Here’s what the historic AQI has looked like in New York since late April (the yellow spikes mark smoky days):

The historic air quality graph for New York City in spring 2023.IQAir

And here’s what it’s looked like in Boston:

The historic air quality graph for Boston in spring 2023.IQAir

By comparison, here is San Francisco:

The historic air quality graph for San Francisco in spring 2023.IQAir

And Sacramento (note the AQI scale here has changed on the left to out of 50):

The historic air quality graph for Sacramento in spring 2023.IQAir

Though the air quality in Los Angeles has been significantly worse than the AQI in New York or Boston this spring, the yellow “moderate” AQI columns below overlap with a period of heavy urban pollution, rather than wildfire smoke. The yellow columns on the East Coast AQI charts, by contrast, match periods when wildfire smoke blew in from Canada.

The historic air quality graph for L.A. in spring 2023.IQAir

New Yorkers might be surprised to hear they’ve experienced more smoked-tinted sunrises and sunsets this year than Californians, but it checks out: There have been no major (more than 1,000 acres) fires in California yet in 2023. While that might seem unusual, it isn’t; what is unusual are the years like 2021, when the season started in early spring. But 2023 is so far looking to be an average year for California wildfires, which means large burns and regional smoke pollution aren’t expected in the Golden State until late summer and early fall (of course, an El Niño could throw all of this into question).

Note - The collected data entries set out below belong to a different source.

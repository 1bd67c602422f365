use admitguard_domain::{CompileError, EvalError};
use std::time::Duration;
use thiserror::Error;

/// Why a `validate` call produced no summary.
///
/// Authoring failures (`Compile`, `Evaluation`, `Timeout`) name the offending policy and will
/// fail the same way on retry. The rest are infrastructure failures a caller may retry.
#[derive(Debug, Error)]
pub enum ValidateError {
    #[error("failed to fetch policies")]
    Source(#[source] anyhow::Error),

    #[error("failed to list entities")]
    Listing(#[source] anyhow::Error),

    #[error("policy {policy_id} ({policy_name}) does not compile")]
    Compile {
        policy_id: String,
        policy_name: String,
        #[source]
        source: CompileError,
    },

    #[error("policy {policy_id} ({policy_name}) failed during evaluation")]
    Evaluation {
        policy_id: String,
        policy_name: String,
        #[source]
        source: EvalError,
    },

    #[error("policy {policy_id} ({policy_name}) exceeded the evaluation timeout of {timeout:?}")]
    Timeout {
        policy_id: String,
        policy_name: String,
        timeout: Duration,
    },

    #[error("validation cancelled")]
    Cancelled,

    #[error("{} sink(s) failed to accept the summary", .0.len())]
    Sink(Vec<SinkFailure>),

    #[error("evaluation task failed: {0}")]
    Join(String),
}

impl ValidateError {
    pub fn is_retryable(&self) -> bool {
        match self {
            ValidateError::Source(_)
            | ValidateError::Listing(_)
            | ValidateError::Cancelled
            | ValidateError::Sink(_)
            | ValidateError::Join(_) => true,
            ValidateError::Compile { .. }
            | ValidateError::Evaluation { .. }
            | ValidateError::Timeout { .. } => false,
        }
    }

    /// The offending policy for authoring failures.
    pub fn policy_id(&self) -> Option<&str> {
        match self {
            ValidateError::Compile { policy_id, .. }
            | ValidateError::Evaluation { policy_id, .. }
            | ValidateError::Timeout { policy_id, .. } => Some(policy_id),
            _ => None,
        }
    }
}

/// One sink that did not accept a summary.
#[derive(Debug, Error)]
#[error("sink {sink} failed: {error:#}")]
pub struct SinkFailure {
    pub sink: String,
    pub error: anyhow::Error,
}

#[cfg(test)]
mod tests {
    use super::*;
    use admitguard_domain::error::Position;

    #[test]
    fn display_names_the_policy() {
        let err = ValidateError::Compile {
            policy_id: "imageTag".to_string(),
            policy_name: "Image tag".to_string(),
            source: CompileError::UnknownBuiltin {
                name: "frob".to_string(),
                at: Position { line: 1, column: 20 },
            },
        };
        assert_eq!(err.to_string(), "policy imageTag (Image tag) does not compile");
        assert_eq!(err.policy_id(), Some("imageTag"));
        assert!(!err.is_retryable());

        let source = std::error::Error::source(&err).expect("source");
        assert_eq!(source.to_string(), "unknown function `frob` at 1:20");
    }

    #[test]
    fn timeout_names_the_policy() {
        let err = ValidateError::Timeout {
            policy_id: "imageTag".to_string(),
            policy_name: "Image tag".to_string(),
            timeout: Duration::from_millis(250),
        };
        assert_eq!(
            err.to_string(),
            "policy imageTag (Image tag) exceeded the evaluation timeout of 250ms"
        );
        assert_eq!(err.policy_id(), Some("imageTag"));
        assert!(!err.is_retryable());
    }

    #[test]
    fn infrastructure_failures_are_retryable() {
        assert!(ValidateError::Source(anyhow::anyhow!("down")).is_retryable());
        assert!(ValidateError::Cancelled.is_retryable());
        assert_eq!(ValidateError::Cancelled.policy_id(), None);

        let sink = ValidateError::Sink(vec![SinkFailure {
            sink: "audit-log".to_string(),
            error: anyhow::anyhow!("disk full"),
        }]);
        assert!(sink.is_retryable());
        assert_eq!(sink.to_string(), "1 sink(s) failed to accept the summary");
    }
}
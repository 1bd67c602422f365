use admitguard_app::{Context, EntitySource, PolicySource, PolicyValidationSink};
use admitguard_types::{
    EntitiesList, Entity, ListOptions, Policy, PolicyValidationSummary,
};
use async_trait::async_trait;
use std::sync::Mutex;
use std::sync::atomic::{AtomicUsize, Ordering};

/// Serves a fixed (replaceable) policy set and counts fetches.
#[derive(Debug, Default)]
pub struct StaticPolicySource {
    policies: Mutex<Vec<Policy>>,
    calls: AtomicUsize,
}

impl StaticPolicySource {
    pub fn new(policies: Vec<Policy>) -> Self {
        Self {
            policies: Mutex::new(policies),
            calls: AtomicUsize::new(0),
        }
    }

    pub fn replace(&self, policies: Vec<Policy>) {
        *self.policies.lock().expect("policies lock") = policies;
    }

    pub fn calls(&self) -> usize {
        self.calls.load(Ordering::SeqCst)
    }
}

#[async_trait]
impl PolicySource for StaticPolicySource {
    async fn get_all(&self, _ctx: &Context) -> anyhow::Result<Vec<Policy>> {
        self.calls.fetch_add(1, Ordering::SeqCst);
        Ok(self.policies.lock().expect("policies lock").clone())
    }
}

/// Always fails to fetch.
#[derive(Debug, Default)]
pub struct FailingPolicySource {
    calls: AtomicUsize,
}

impl FailingPolicySource {
    pub fn new() -> Self {
        Self::default()
    }

    pub fn calls(&self) -> usize {
        self.calls.load(Ordering::SeqCst)
    }
}

#[async_trait]
impl PolicySource for FailingPolicySource {
    async fn get_all(&self, _ctx: &Context) -> anyhow::Result<Vec<Policy>> {
        self.calls.fetch_add(1, Ordering::SeqCst);
        anyhow::bail!("policy backend unavailable")
    }
}

/// Never answers; only cancellation ends a fetch.
#[derive(Debug, Default)]
pub struct PendingPolicySource;

#[async_trait]
impl PolicySource for PendingPolicySource {
    async fn get_all(&self, _ctx: &Context) -> anyhow::Result<Vec<Policy>> {
        std::future::pending().await
    }
}

/// Records every summary it is given.
#[derive(Debug)]
pub struct RecordingSink {
    name: String,
    writes: Mutex<Vec<PolicyValidationSummary>>,
}

impl RecordingSink {
    pub fn new(name: impl Into<String>) -> Self {
        Self {
            name: name.into(),
            writes: Mutex::new(Vec::new()),
        }
    }

    pub fn writes(&self) -> usize {
        self.writes.lock().expect("writes lock").len()
    }

    pub fn summaries(&self) -> Vec<PolicyValidationSummary> {
        self.writes.lock().expect("writes lock").clone()
    }

    pub fn last(&self) -> Option<PolicyValidationSummary> {
        self.writes.lock().expect("writes lock").last().cloned()
    }
}

#[async_trait]
impl PolicyValidationSink for RecordingSink {
    fn name(&self) -> &str {
        &self.name
    }

    async fn write(&self, _ctx: &Context, summary: &PolicyValidationSummary) -> anyhow::Result<()> {
        self.writes
            .lock()
            .expect("writes lock")
            .push(summary.clone());
        Ok(())
    }
}

/// Rejects every summary and counts attempts.
#[derive(Debug)]
pub struct FailingSink {
    name: String,
    calls: AtomicUsize,
}

impl FailingSink {
    pub fn new(name: impl Into<String>) -> Self {
        Self {
            name: name.into(),
            calls: AtomicUsize::new(0),
        }
    }

    pub fn calls(&self) -> usize {
        self.calls.load(Ordering::SeqCst)
    }
}

#[async_trait]
impl PolicyValidationSink for FailingSink {
    fn name(&self) -> &str {
        &self.name
    }

    async fn write(&self, _ctx: &Context, _summary: &PolicyValidationSummary) -> anyhow::Result<()> {
        self.calls.fetch_add(1, Ordering::SeqCst);
        anyhow::bail!("{} rejected the summary", self.name)
    }
}

/// Lists a fixed set of entities in pages of `page_size`. The continue token is the offset.
#[derive(Debug)]
pub struct StaticEntitySource {
    kind: String,
    entities: Vec<Entity>,
    page_size: usize,
    fail: bool,
    requests: Mutex<Vec<ListOptions>>,
}

impl StaticEntitySource {
    pub fn new(kind: impl Into<String>, entities: Vec<Entity>, page_size: usize) -> Self {
        Self {
            kind: kind.into(),
            entities,
            page_size: page_size.max(1),
            fail: false,
            requests: Mutex::new(Vec::new()),
        }
    }

    /// A source whose every listing fails.
    pub fn failing(kind: impl Into<String>) -> Self {
        Self {
            fail: true,
            ..Self::new(kind, Vec::new(), 1)
        }
    }

    pub fn requests(&self) -> Vec<ListOptions> {
        self.requests.lock().expect("requests lock").clone()
    }
}

#[async_trait]
impl EntitySource for StaticEntitySource {
    fn kind(&self) -> &str {
        &self.kind
    }

    async fn list(&self, _ctx: &Context, options: &ListOptions) -> anyhow::Result<EntitiesList> {
        self.requests
            .lock()
            .expect("requests lock")
            .push(options.clone());
        if self.fail {
            anyhow::bail!("cannot list {}", self.kind);
        }

        let start: usize = match options.continue_token.as_deref() {
            Some(token) => token.parse()?,
            None => 0,
        };
        let limit = options.limit.unwrap_or(self.page_size);
        let end = (start + limit).min(self.entities.len());
        let entities = self.entities.get(start..end).unwrap_or_default().to_vec();
        let has_next = end < self.entities.len();

        Ok(EntitiesList {
            entities,
            has_next,
            continue_token: has_next.then(|| end.to_string()),
        })
    }
}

Meanwhile, in Canada, it is fire season — and it’s been an especially bad one. Almost 5 million acres have already burned, with Alberta on track to have its worst fire year ever. Though smoke from the Canadian fires has blown into a number of northern U.S. states, including Washington and Montana, the jet stream generally carries air east, with some particulate matter making it as far as Boston and New York. (Winds have likewise prevented Canadian wildfire smoke from making it as far southwest as California, hence the unexpected smoke disparity). Over the weekend, a new fire also started in Nova Scotia, causing some 16,000 evacuations around Halifax; the wind has blown much of that smoke southwest, with residents of Connecticut and Massachusetts reporting on Tuesday that they could smell and even taste the smoke.


The smoke from Canada is also, of course, causing the air quality across the East Coast to plunge. This is not in and of itself a rare occurrence: In 2021, smoke from fires in California likewise caused New York City to experience its worst AQI in 15 years.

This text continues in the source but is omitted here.